(Beginning of The input)

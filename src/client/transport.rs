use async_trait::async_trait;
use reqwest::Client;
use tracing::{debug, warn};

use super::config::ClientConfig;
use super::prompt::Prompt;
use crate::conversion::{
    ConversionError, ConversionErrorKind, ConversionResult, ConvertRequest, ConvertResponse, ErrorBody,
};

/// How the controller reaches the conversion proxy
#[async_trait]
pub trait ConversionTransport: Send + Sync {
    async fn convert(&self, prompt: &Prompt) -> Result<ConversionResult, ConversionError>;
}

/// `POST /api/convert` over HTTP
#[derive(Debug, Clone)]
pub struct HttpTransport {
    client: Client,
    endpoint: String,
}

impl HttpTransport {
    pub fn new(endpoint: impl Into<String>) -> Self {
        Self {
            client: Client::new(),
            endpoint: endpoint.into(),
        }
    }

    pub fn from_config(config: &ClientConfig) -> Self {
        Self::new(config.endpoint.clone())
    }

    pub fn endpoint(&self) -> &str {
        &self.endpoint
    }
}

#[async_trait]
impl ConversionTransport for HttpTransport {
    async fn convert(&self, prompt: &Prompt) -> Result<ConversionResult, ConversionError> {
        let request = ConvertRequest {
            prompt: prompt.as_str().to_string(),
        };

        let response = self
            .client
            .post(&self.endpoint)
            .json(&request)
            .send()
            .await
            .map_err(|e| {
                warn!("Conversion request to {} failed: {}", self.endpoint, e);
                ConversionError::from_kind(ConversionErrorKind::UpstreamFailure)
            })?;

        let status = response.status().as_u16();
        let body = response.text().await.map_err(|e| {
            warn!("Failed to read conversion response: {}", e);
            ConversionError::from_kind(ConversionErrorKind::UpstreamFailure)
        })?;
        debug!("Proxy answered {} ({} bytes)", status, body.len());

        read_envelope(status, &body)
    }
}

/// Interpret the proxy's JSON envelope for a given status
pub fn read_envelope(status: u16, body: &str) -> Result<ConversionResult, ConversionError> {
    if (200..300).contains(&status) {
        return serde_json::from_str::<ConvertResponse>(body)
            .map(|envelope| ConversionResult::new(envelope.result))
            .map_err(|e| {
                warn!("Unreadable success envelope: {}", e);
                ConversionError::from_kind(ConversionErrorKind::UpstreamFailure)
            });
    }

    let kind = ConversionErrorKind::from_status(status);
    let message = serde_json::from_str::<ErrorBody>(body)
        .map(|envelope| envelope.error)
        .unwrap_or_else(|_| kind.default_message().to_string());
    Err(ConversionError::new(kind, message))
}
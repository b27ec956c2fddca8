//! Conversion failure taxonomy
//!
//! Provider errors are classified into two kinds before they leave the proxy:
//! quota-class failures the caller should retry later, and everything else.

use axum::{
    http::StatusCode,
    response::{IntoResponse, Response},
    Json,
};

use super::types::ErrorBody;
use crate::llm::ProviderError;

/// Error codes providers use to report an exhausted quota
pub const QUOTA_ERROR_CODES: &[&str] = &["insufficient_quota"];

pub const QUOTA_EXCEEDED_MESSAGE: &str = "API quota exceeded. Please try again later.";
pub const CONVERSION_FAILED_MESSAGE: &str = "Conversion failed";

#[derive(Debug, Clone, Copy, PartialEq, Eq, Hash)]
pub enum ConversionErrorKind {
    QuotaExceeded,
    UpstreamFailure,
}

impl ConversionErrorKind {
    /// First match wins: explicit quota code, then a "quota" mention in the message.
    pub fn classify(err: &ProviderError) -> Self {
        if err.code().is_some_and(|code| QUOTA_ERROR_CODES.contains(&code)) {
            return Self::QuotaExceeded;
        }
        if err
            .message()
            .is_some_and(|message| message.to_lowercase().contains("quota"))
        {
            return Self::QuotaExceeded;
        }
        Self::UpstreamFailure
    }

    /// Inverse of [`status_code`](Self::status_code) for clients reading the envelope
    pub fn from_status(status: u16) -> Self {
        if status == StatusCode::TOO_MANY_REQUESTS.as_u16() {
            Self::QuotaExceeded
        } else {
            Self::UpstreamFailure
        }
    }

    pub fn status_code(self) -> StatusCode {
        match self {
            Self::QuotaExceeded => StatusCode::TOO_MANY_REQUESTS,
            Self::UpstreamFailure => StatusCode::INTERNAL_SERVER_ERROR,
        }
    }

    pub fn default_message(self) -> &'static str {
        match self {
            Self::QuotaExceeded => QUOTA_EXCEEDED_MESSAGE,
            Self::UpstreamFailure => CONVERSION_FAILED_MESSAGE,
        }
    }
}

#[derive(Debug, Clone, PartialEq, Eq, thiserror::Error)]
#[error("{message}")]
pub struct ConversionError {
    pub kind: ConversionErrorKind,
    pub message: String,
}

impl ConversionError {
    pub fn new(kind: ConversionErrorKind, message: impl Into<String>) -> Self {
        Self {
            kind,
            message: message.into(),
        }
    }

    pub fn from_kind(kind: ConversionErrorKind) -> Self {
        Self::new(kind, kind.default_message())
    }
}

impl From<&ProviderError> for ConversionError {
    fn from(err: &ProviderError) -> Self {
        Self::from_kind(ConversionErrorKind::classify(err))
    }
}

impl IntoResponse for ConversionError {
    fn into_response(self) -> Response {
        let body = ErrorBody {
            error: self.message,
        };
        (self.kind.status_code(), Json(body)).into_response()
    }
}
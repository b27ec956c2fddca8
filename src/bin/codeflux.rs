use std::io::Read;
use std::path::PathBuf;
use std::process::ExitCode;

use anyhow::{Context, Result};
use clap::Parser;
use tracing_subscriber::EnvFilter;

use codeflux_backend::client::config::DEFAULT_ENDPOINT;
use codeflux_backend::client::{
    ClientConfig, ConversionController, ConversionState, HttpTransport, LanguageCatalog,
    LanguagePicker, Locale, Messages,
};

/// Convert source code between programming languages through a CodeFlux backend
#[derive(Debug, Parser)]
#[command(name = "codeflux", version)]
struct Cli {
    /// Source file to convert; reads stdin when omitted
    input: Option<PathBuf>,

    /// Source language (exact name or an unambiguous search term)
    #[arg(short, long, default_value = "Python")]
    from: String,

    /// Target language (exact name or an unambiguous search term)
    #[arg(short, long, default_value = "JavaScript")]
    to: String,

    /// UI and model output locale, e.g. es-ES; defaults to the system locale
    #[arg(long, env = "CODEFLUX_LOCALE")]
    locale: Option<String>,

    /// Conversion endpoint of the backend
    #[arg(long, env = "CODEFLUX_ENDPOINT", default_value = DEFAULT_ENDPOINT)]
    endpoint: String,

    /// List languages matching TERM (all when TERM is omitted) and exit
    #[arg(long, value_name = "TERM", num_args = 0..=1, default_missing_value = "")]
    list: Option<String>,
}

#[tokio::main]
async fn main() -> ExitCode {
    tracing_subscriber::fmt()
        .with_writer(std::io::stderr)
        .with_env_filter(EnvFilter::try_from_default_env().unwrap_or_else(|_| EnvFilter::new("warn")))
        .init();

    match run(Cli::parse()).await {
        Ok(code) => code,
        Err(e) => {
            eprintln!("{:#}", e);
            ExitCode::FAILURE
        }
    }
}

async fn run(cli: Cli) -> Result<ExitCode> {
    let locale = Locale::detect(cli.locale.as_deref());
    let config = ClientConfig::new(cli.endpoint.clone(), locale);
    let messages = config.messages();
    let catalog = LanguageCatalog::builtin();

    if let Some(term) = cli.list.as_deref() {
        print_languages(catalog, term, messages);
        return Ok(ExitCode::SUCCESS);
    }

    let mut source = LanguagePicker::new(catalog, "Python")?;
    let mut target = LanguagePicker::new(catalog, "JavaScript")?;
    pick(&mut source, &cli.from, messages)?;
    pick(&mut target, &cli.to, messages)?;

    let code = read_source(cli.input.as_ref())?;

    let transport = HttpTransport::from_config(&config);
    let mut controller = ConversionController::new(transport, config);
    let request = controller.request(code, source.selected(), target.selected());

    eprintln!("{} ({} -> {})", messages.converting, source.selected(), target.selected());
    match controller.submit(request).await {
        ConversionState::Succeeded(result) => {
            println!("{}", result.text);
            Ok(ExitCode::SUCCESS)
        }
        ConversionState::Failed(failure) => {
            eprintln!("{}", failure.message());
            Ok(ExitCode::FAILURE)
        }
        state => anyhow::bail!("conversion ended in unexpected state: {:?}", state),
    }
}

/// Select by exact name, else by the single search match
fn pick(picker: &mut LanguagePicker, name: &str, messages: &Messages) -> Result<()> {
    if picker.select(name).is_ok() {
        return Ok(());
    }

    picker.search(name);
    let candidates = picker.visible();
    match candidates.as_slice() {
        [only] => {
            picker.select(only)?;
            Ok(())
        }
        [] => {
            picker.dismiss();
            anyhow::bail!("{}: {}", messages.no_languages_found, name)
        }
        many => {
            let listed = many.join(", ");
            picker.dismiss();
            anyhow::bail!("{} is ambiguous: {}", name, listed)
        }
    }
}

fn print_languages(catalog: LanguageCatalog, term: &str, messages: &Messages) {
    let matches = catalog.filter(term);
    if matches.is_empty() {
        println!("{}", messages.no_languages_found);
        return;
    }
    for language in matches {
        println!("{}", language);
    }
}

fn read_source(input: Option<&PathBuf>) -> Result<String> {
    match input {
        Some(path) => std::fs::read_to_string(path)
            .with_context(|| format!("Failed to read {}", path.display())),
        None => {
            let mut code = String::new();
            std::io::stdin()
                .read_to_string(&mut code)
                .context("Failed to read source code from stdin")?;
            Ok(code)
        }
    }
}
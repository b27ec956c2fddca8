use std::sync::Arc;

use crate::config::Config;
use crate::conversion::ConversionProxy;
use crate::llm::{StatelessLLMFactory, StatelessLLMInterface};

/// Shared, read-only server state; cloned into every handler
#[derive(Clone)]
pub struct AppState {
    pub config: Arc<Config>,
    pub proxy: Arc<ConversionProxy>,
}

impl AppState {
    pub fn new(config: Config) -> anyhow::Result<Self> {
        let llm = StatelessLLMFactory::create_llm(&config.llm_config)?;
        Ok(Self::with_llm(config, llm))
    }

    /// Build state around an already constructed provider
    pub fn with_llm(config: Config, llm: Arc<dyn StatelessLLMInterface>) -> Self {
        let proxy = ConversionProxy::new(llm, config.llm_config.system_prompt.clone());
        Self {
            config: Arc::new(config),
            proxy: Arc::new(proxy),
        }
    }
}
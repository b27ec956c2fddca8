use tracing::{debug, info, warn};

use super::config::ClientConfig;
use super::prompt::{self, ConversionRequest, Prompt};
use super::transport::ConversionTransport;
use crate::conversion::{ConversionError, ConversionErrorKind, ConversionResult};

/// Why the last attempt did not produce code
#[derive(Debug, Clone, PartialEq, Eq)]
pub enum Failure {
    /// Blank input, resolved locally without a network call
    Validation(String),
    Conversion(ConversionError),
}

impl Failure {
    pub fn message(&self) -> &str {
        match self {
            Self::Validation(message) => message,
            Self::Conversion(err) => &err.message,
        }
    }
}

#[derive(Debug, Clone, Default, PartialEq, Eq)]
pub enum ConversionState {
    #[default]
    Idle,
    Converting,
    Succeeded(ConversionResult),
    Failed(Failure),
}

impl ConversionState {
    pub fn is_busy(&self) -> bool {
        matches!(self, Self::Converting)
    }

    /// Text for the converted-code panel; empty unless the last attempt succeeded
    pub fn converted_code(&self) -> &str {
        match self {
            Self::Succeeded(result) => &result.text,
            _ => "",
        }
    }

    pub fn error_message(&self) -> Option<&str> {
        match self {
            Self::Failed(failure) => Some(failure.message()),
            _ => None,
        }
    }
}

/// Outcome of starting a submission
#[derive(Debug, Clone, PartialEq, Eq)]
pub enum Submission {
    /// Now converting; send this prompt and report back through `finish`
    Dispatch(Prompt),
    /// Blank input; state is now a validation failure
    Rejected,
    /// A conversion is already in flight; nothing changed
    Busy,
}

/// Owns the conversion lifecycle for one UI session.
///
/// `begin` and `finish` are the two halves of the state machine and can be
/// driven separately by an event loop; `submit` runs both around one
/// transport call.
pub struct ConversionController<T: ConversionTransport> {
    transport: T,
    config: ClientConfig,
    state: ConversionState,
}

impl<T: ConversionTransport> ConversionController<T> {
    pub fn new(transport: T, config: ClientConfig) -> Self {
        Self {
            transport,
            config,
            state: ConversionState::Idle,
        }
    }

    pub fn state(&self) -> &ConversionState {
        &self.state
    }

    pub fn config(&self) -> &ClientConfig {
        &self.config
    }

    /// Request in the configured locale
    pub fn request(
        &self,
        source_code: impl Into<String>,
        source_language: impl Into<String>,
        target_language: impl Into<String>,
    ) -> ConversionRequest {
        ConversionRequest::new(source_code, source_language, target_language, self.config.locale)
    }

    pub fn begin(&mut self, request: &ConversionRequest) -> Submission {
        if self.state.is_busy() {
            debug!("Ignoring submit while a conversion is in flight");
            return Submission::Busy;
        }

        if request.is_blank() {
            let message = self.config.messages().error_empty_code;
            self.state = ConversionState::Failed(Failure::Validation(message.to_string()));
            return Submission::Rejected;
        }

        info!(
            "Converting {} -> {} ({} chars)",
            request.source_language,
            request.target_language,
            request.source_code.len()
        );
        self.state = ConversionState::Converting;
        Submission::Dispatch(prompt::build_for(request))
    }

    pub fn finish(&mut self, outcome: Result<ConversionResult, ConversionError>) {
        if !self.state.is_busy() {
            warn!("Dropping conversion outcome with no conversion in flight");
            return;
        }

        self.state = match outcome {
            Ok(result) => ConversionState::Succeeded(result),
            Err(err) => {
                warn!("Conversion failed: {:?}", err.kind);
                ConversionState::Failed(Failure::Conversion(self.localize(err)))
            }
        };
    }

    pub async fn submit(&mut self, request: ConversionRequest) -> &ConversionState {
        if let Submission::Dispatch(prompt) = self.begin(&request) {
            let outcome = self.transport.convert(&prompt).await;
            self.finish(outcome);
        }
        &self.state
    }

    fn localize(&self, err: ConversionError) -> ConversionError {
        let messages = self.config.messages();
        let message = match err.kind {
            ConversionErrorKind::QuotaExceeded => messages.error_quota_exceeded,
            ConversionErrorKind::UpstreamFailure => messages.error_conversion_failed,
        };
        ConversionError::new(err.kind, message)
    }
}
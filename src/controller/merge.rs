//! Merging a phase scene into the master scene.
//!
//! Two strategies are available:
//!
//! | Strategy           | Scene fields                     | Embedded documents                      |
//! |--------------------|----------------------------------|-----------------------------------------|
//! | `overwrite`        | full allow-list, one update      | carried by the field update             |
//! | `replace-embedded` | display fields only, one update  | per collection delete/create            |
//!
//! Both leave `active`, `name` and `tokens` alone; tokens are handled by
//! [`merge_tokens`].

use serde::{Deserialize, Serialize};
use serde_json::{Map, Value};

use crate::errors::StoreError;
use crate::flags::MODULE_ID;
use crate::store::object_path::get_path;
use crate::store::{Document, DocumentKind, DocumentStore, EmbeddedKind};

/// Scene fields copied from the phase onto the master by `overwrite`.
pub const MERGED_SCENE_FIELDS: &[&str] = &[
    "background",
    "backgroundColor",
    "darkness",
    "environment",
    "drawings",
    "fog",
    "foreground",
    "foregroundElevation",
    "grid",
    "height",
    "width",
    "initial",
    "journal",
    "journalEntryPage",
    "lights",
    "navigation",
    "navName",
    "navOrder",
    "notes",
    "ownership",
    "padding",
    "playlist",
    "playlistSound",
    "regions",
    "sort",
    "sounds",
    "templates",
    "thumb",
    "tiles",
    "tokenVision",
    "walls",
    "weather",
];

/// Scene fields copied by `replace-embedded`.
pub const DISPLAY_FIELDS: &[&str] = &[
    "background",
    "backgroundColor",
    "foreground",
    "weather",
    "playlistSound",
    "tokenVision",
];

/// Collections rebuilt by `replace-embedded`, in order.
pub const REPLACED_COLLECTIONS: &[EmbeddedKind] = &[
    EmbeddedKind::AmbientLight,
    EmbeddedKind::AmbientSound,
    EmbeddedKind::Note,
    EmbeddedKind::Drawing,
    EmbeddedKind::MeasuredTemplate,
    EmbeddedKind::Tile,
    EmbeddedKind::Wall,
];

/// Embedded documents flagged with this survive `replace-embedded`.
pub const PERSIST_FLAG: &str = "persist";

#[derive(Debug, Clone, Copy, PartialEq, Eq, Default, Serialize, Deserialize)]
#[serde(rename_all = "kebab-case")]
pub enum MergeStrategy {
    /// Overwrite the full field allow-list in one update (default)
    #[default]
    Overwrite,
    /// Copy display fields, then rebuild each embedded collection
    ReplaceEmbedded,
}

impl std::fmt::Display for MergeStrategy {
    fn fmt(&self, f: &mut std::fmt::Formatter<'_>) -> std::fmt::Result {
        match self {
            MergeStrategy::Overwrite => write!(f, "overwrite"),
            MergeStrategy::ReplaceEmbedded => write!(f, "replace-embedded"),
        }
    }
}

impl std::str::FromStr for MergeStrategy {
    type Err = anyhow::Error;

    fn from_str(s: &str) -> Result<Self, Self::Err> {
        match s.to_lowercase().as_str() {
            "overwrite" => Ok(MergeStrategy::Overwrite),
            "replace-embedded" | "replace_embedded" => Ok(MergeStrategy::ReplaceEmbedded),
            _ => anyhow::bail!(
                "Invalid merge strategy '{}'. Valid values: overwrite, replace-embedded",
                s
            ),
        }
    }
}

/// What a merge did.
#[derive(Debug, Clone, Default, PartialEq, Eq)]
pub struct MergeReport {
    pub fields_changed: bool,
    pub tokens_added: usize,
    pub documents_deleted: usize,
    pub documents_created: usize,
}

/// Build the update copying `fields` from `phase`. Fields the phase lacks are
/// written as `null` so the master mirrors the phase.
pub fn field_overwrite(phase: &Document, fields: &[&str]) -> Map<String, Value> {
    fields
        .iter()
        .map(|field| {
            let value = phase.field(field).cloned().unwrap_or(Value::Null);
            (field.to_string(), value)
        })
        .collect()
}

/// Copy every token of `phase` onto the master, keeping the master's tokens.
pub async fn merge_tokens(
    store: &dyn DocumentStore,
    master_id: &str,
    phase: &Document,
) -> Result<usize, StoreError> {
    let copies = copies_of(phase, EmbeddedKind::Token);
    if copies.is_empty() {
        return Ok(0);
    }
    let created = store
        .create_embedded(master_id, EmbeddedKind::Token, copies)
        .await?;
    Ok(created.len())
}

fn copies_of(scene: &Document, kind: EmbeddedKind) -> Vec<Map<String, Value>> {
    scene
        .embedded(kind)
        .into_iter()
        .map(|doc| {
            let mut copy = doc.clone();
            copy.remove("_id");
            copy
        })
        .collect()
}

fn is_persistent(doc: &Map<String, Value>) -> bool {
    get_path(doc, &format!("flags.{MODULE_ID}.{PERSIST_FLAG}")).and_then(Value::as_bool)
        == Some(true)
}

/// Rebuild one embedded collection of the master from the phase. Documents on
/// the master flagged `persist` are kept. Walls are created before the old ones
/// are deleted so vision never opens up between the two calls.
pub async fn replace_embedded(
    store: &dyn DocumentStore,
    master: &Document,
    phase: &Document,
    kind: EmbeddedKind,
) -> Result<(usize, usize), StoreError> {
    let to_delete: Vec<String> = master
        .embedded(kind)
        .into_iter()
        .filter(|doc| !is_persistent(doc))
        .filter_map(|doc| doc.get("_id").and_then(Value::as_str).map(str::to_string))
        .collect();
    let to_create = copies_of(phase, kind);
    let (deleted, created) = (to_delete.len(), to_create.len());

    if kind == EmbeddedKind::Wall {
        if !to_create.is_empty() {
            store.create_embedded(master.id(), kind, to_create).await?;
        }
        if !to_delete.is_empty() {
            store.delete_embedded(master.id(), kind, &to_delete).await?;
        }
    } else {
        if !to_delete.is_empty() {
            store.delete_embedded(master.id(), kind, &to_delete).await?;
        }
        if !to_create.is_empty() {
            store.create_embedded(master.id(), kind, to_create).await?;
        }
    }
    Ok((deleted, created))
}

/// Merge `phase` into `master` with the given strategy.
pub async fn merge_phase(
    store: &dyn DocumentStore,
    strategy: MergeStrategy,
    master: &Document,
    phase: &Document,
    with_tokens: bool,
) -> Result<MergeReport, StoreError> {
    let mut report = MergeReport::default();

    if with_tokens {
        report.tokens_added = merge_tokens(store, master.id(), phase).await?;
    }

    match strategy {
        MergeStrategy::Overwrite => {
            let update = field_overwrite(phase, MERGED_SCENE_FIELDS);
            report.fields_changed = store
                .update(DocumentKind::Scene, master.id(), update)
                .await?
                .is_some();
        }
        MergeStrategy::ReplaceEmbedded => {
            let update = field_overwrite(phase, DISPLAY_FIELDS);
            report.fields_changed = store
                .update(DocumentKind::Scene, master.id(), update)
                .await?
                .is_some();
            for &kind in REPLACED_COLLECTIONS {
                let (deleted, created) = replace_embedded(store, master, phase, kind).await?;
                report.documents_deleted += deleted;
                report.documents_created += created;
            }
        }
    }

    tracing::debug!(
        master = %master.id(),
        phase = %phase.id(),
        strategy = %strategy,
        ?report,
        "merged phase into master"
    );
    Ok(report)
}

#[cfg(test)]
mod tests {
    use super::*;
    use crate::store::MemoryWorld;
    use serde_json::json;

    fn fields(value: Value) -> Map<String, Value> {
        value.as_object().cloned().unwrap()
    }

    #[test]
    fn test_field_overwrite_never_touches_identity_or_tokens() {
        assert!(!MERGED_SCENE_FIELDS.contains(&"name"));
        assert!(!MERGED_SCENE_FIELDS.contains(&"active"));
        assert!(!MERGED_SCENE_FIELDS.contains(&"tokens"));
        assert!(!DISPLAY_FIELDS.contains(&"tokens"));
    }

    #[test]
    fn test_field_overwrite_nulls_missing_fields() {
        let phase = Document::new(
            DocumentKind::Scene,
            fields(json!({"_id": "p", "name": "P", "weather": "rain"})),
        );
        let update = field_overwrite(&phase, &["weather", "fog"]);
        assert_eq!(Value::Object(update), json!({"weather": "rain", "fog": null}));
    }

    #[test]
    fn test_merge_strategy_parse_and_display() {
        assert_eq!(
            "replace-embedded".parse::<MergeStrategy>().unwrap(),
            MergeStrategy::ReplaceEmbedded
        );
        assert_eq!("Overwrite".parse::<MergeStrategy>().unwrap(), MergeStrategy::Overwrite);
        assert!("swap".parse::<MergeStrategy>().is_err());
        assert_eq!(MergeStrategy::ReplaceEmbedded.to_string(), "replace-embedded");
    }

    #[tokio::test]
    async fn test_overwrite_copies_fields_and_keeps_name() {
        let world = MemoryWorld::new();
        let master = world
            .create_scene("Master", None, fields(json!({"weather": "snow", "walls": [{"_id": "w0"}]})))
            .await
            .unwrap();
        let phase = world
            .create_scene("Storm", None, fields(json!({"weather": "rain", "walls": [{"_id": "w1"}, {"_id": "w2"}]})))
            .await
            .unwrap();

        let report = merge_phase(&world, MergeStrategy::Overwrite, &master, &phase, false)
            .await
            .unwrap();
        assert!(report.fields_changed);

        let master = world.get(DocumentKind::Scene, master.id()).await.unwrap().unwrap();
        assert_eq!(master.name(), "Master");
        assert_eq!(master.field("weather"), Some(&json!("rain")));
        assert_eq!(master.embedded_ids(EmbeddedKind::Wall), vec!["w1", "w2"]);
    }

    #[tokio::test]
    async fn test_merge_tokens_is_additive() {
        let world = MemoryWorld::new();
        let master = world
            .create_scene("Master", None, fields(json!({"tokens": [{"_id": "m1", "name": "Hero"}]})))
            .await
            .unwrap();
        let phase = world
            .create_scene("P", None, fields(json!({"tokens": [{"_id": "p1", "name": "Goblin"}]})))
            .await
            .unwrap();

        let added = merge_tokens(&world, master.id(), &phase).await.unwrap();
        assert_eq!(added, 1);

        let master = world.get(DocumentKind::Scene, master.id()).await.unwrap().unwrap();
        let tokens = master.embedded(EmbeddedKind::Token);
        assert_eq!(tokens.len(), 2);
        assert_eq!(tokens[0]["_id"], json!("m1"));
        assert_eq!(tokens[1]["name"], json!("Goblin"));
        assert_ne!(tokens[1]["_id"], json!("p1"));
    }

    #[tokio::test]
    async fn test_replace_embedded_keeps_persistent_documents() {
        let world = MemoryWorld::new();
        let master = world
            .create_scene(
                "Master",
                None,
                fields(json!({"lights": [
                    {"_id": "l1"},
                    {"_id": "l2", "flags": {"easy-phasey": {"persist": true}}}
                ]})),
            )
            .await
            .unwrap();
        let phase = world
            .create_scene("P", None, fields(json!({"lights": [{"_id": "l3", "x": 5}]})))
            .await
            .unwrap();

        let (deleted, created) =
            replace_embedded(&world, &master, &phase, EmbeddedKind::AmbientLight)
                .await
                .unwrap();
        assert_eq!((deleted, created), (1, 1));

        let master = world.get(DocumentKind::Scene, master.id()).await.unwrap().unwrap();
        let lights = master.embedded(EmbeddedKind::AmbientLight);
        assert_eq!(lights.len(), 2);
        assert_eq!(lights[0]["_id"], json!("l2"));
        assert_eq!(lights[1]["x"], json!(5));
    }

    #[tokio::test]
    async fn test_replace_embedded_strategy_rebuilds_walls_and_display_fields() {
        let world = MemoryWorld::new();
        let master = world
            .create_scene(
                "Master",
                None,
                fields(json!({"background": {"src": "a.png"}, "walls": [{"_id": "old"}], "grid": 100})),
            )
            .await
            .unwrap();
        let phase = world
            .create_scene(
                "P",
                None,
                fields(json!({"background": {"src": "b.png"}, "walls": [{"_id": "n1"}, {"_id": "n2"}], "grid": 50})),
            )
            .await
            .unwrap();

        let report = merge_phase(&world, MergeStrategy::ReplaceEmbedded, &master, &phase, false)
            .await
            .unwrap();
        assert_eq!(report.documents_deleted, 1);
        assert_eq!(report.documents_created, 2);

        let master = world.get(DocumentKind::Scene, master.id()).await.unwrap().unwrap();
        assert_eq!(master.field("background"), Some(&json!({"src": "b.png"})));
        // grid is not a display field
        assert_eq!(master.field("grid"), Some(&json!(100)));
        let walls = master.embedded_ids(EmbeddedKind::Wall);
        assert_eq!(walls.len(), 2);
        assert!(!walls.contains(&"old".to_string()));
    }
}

(End of The input)

Instructions for the task: In the listing above, find each line where "JavaScript" occurs and copy it.

Answer space:
    #[arg(short, long, default_value = "JavaScript")]
    let mut target = LanguagePicker::new(catalog, "JavaScript")?;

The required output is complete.